Hsieh Shu-ting

Personal information
- Full name: Hsieh Shu-ting
- National team: Chinese Taipei
- Born: 2 January 1981 (age 45) Taipei, Taiwan
- Height: 1.66 m (5 ft 5 in)
- Weight: 47 kg (104 lb)

Sport
- Sport: Swimming
- Strokes: Freestyle, butterfly

= Hsieh Shu-ting =

Taiwanese swimmer

Hsieh Shu-ting (謝淑婷; born January 2, 1981) is a Taiwanese former swimmer, who specialized in freestyle and butterfly events. She represented Chinese Taipei in two editions of the Olympic Games (1996 and 2000), and later captured a bronze medal in the 4 × 200 m freestyle relay (8:18.92) at the 1998 Asian Games in Bangkok, Thailand.

Hsieh made her first Chinese Taipei team, as a 15-year-old teen, at the 1996 Summer Olympics in Atlanta. She failed to reach the top 16 final in the 100 m butterfly, finishing in thirty-seventh place at 1:04.39. A member of the Chinese Taipei squad, she placed nineteenth in the 4 × 200 m freestyle relay (8:27.61), and twenty-fourth in the 4 × 100 m medley relay (4:38.90).
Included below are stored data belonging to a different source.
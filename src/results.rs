//! Run directory layout, export formats, and result recovery
//!
//! Every invocation writes into its own timestamped directory under the
//! configured output root:
//!
//! ```text
//! results/
//!   20250824-153012/
//!     config.json          resolved configuration snapshot
//!     system_info.json     host snapshot
//!     ctx-8k/
//!       benchmark.csv
//!       benchmark.json
//!       benchmark.columns.json
//!     ctx-16k/
//!       ...
//! ```
//!
//! Files are written to a `.tmp` sibling and renamed into place, so an
//! interrupted run never leaves a partial file under the final name.
//! Raw records are the source of truth; everything else (statistics,
//! charts, tables) is derived by re-reading them.

use std::fmt::Write as _;
use std::fs;
use std::path::{Path, PathBuf};

use serde::{Deserialize, Serialize};
use tracing::debug;

use crate::config::{BenchConfig, ExportFormat};
use crate::error::{MedirError, Result};
use crate::executor::RunRecord;
use crate::sysinfo::SystemInfo;

/// Run directory name format, local time
pub const RUN_STAMP_FORMAT: &str = "%Y%m%d-%H%M%S";

/// Sentinel for missing values in CSV output
const NOT_APPLICABLE: &str = "n/a";

/// Current local time formatted as a run directory name
#[must_use]
pub fn run_stamp() -> String {
    chrono::Local::now().format(RUN_STAMP_FORMAT).to_string()
}

// ============================================================================
// On-disk documents
// ============================================================================

/// JSON export: configuration snapshot plus the raw records
#[derive(Debug, Clone, Serialize, Deserialize)]
pub struct ResultsDocument {
    /// Configuration the records were measured under
    pub config: BenchConfig,
    /// Raw run records, matrix order
    pub records: Vec<RunRecord>,
}

/// Column-oriented export: one array per record field, record order
#[derive(Debug, Clone, Default, Serialize, Deserialize)]
pub struct Columns {
    /// Model names
    pub model: Vec<String>,
    /// Requested context lengths
    pub requested_ctx: Vec<u32>,
    /// Server-reported context lengths
    pub reported_ctx: Vec<u32>,
    /// Tokens generated per record
    pub tokens_generated: Vec<Option<u64>>,
    /// Generation durations in nanoseconds
    pub eval_duration_ns: Vec<Option<u64>>,
    /// Wall-clock durations in nanoseconds
    pub total_duration_ns: Vec<Option<u64>>,
    /// Throughput samples
    pub tokens_per_second: Vec<Option<f64>>,
    /// GPU placement shares
    pub gpu_percent: Vec<Option<u8>>,
    /// Resident memory in GB
    pub memory_gb: Vec<Option<f64>>,
    /// Per-record errors
    pub error: Vec<Option<String>>,
}

impl Columns {
    /// Pivot records into column arrays
    #[must_use]
    pub fn from_records(records: &[RunRecord]) -> Self {
        let mut columns = Self::default();
        for r in records {
            columns.model.push(r.model.clone());
            columns.requested_ctx.push(r.requested_ctx);
            columns.reported_ctx.push(r.reported_ctx);
            columns.tokens_generated.push(r.tokens_generated);
            columns.eval_duration_ns.push(r.eval_duration_ns);
            columns.total_duration_ns.push(r.total_duration_ns);
            columns.tokens_per_second.push(r.tokens_per_second);
            columns.gpu_percent.push(r.gpu_percent);
            columns.memory_gb.push(r.memory_gb);
            columns.error.push(r.error.clone());
        }
        columns
    }
}

/// Columnar export wrapper
#[derive(Debug, Clone, Serialize, Deserialize)]
pub struct ColumnarDocument {
    /// Configuration the records were measured under
    pub config: BenchConfig,
    /// Column arrays
    pub columns: Columns,
}

// ============================================================================
// CSV rendering
// ============================================================================

const CSV_HEADER: &str = "model,requested_ctx,reported_ctx,ctx_fallback,preloaded,\
tokens_generated,load_duration_ns,prompt_eval_duration_ns,eval_duration_ns,\
total_duration_ns,tokens_per_second,gpu_percent,cpu_percent,memory_gb,\
timestamp,label,error,warning";

/// Quote a CSV field when it contains a delimiter, quote, or newline
fn csv_field(value: &str) -> String {
    if value.contains(',') || value.contains('"') || value.contains('\n') {
        format!("\"{}\"", value.replace('"', "\"\""))
    } else {
        value.to_string()
    }
}

fn csv_opt_int<T: std::fmt::Display>(value: Option<T>) -> String {
    value.map_or_else(|| NOT_APPLICABLE.to_string(), |v| v.to_string())
}

fn csv_opt_f64(value: Option<f64>) -> String {
    value.map_or_else(|| NOT_APPLICABLE.to_string(), |v| format!("{v:.2}"))
}

fn csv_opt_str(value: Option<&str>) -> String {
    value.map_or_else(|| NOT_APPLICABLE.to_string(), csv_field)
}

/// Render records as CSV with a header row; missing values read `n/a`
#[must_use]
pub fn records_to_csv(records: &[RunRecord]) -> String {
    let mut out = String::from(CSV_HEADER);
    out.push('\n');
    for r in records {
        let _ = writeln!(
            out,
            "{},{},{},{},{},{},{},{},{},{},{},{},{},{},{},{},{},{}",
            csv_field(&r.model),
            r.requested_ctx,
            r.reported_ctx,
            r.ctx_fallback,
            r.preloaded,
            csv_opt_int(r.tokens_generated),
            csv_opt_int(r.load_duration_ns),
            csv_opt_int(r.prompt_eval_duration_ns),
            csv_opt_int(r.eval_duration_ns),
            csv_opt_int(r.total_duration_ns),
            csv_opt_f64(r.tokens_per_second),
            csv_opt_int(r.gpu_percent),
            csv_opt_int(r.cpu_percent),
            csv_opt_f64(r.memory_gb),
            csv_field(&r.timestamp),
            csv_field(&r.label),
            csv_opt_str(r.error.as_deref()),
            csv_opt_str(r.warning.as_deref()),
        );
    }
    out
}

// ============================================================================
// Writer
// ============================================================================

/// Writes one run directory: context batches plus root metadata
#[derive(Debug)]
pub struct RunWriter {
    root: PathBuf,
    formats: Vec<ExportFormat>,
}

impl RunWriter {
    /// Create a run directory named after the current local time
    ///
    /// # Errors
    ///
    /// Returns `IoError` when the directory cannot be created.
    pub fn create(output_dir: &Path, formats: &[ExportFormat]) -> Result<Self> {
        Self::with_stamp(output_dir, &run_stamp(), formats)
    }

    /// Create a run directory with an explicit name
    ///
    /// # Errors
    ///
    /// Returns `IoError` when the directory cannot be created.
    pub fn with_stamp(output_dir: &Path, stamp: &str, formats: &[ExportFormat]) -> Result<Self> {
        let root = output_dir.join(stamp);
        fs::create_dir_all(&root).map_err(|e| MedirError::IoError {
            message: format!("failed to create run directory {}: {e}", root.display()),
        })?;
        debug!("run directory: {}", root.display());
        Ok(Self {
            root,
            formats: formats.to_vec(),
        })
    }

    /// Run directory this writer owns
    #[must_use]
    pub fn root(&self) -> &Path {
        &self.root
    }

    /// Write one context's records in every configured format
    ///
    /// Called after each context sweep completes, so results survive a
    /// later interruption.
    ///
    /// # Errors
    ///
    /// Returns `IoError` on filesystem failures, `FormatError` when
    /// serialization fails.
    pub fn write_context_batch(
        &self,
        label: &str,
        config: &BenchConfig,
        records: &[RunRecord],
    ) -> Result<PathBuf> {
        let ctx_dir = self.root.join(label);
        fs::create_dir_all(&ctx_dir).map_err(|e| MedirError::IoError {
            message: format!("failed to create {}: {e}", ctx_dir.display()),
        })?;

        for format in &self.formats {
            let path = ctx_dir.join(format.file_name());
            let contents = match format {
                ExportFormat::Csv => records_to_csv(records),
                ExportFormat::Json => {
                    let doc = ResultsDocument {
                        config: config.clone(),
                        records: records.to_vec(),
                    };
                    to_pretty_json(&doc)?
                },
                ExportFormat::Columnar => {
                    let doc = ColumnarDocument {
                        config: config.clone(),
                        columns: Columns::from_records(records),
                    };
                    to_pretty_json(&doc)?
                },
            };
            write_atomic(&path, &contents)?;
        }
        Ok(ctx_dir)
    }

    /// Write the resolved configuration snapshot to the run root
    ///
    /// # Errors
    ///
    /// Returns `IoError` on filesystem failures.
    pub fn write_config(&self, config: &BenchConfig) -> Result<()> {
        write_atomic(&self.root.join("config.json"), &to_pretty_json(config)?)
    }

    /// Write the host snapshot to the run root
    ///
    /// # Errors
    ///
    /// Returns `IoError` on filesystem failures.
    pub fn write_system_info(&self, info: &SystemInfo) -> Result<()> {
        write_atomic(&self.root.join("system_info.json"), &to_pretty_json(info)?)
    }
}

fn to_pretty_json<T: Serialize>(value: &T) -> Result<String> {
    serde_json::to_string_pretty(value).map_err(|e| MedirError::FormatError {
        reason: format!("serialization failed: {e}"),
    })
}

/// Write via a `.tmp` sibling plus rename, so readers never observe a
/// half-written file under the final name
fn write_atomic(path: &Path, contents: &str) -> Result<()> {
    let file_name = path
        .file_name()
        .and_then(|n| n.to_str())
        .ok_or_else(|| MedirError::IoError {
            message: format!("invalid output path {}", path.display()),
        })?;
    let tmp = path.with_file_name(format!("{file_name}.tmp"));

    fs::write(&tmp, contents).map_err(|e| MedirError::IoError {
        message: format!("failed to write {}: {e}", tmp.display()),
    })?;
    fs::rename(&tmp, path).map_err(|e| MedirError::IoError {
        message: format!("failed to rename {} into place: {e}", tmp.display()),
    })
}

// ============================================================================
// Reader
// ============================================================================

/// Records on disk: either the wrapped document or a bare array
#[derive(Deserialize)]
#[serde(untagged)]
enum RecordsOnDisk {
    Wrapped { records: Vec<RunRecord> },
    Bare(Vec<RunRecord>),
}

/// Run directories under an output root, name-sorted ascending
///
/// A run directory is any directory whose name starts with `202` (the
/// timestamp century prefix), which skips stray files and unrelated
/// directories.
///
/// # Errors
///
/// Returns `IoError` when the output root cannot be listed.
pub fn discover_runs(output_dir: &Path) -> Result<Vec<PathBuf>> {
    let entries = fs::read_dir(output_dir).map_err(|e| MedirError::IoError {
        message: format!("failed to read {}: {e}", output_dir.display()),
    })?;

    let mut runs: Vec<PathBuf> = entries
        .filter_map(std::result::Result::ok)
        .filter(|entry| {
            entry.path().is_dir()
                && entry
                    .file_name()
                    .to_str()
                    .is_some_and(|name| name.starts_with("202"))
        })
        .map(|entry| entry.path())
        .collect();
    runs.sort();
    Ok(runs)
}

/// Most recent run directory under an output root, if any
///
/// # Errors
///
/// Returns `IoError` when the output root cannot be listed.
pub fn latest_run(output_dir: &Path) -> Result<Option<PathBuf>> {
    Ok(discover_runs(output_dir)?.into_iter().next_back())
}

/// Load every record from one run directory's context subdirectories
///
/// # Errors
///
/// Returns `IoError` when the directory cannot be listed, `FormatError`
/// when a `benchmark.json` does not parse.
pub fn read_run(run_dir: &Path) -> Result<Vec<RunRecord>> {
    let entries = fs::read_dir(run_dir).map_err(|e| MedirError::IoError {
        message: format!("failed to read {}: {e}", run_dir.display()),
    })?;

    let mut ctx_dirs: Vec<PathBuf> = entries
        .filter_map(std::result::Result::ok)
        .filter(|entry| {
            entry.path().is_dir()
                && entry
                    .file_name()
                    .to_str()
                    .is_some_and(|name| name.starts_with("ctx-"))
        })
        .map(|entry| entry.path())
        .collect();
    ctx_dirs.sort();

    let mut records = Vec::new();
    for dir in ctx_dirs {
        let path = dir.join("benchmark.json");
        if path.is_file() {
            records.extend(read_records_file(&path)?);
        }
    }
    Ok(records)
}

/// Load records pooled across several run directories
///
/// # Errors
///
/// Propagates the first read or parse failure.
pub fn read_runs(run_dirs: &[PathBuf]) -> Result<Vec<RunRecord>> {
    let mut records = Vec::new();
    for dir in run_dirs {
        records.extend(read_run(dir)?);
    }
    Ok(records)
}

/// Parse one records file, accepting the wrapped document or a bare array
///
/// # Errors
///
/// Returns `IoError` when the file cannot be read, `FormatError` when it
/// does not parse as either shape.
pub fn read_records_file(path: &Path) -> Result<Vec<RunRecord>> {
    let contents = fs::read_to_string(path).map_err(|e| MedirError::IoError {
        message: format!("failed to read {}: {e}", path.display()),
    })?;
    let on_disk: RecordsOnDisk =
        serde_json::from_str(&contents).map_err(|e| MedirError::FormatError {
            reason: format!("{} is not a results file: {e}", path.display()),
        })?;
    Ok(match on_disk {
        RecordsOnDisk::Wrapped { records } | RecordsOnDisk::Bare(records) => records,
    })
}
At the 2000 Summer Olympics in Sydney, Hsieh drastically decided to swim only in the 100 m butterfly. She achieved a FINA B-cut of 1:03.25 from the National University Games in Taipei. Swimming in heat two, she was faster by more than half a second (0.50) to a top speed, from start to finish, in a sterling time of 1:03.52. Hsieh's effortless triumph was not enough to put her through to the semifinals, as she placed forty-first overall on the first day of prelims.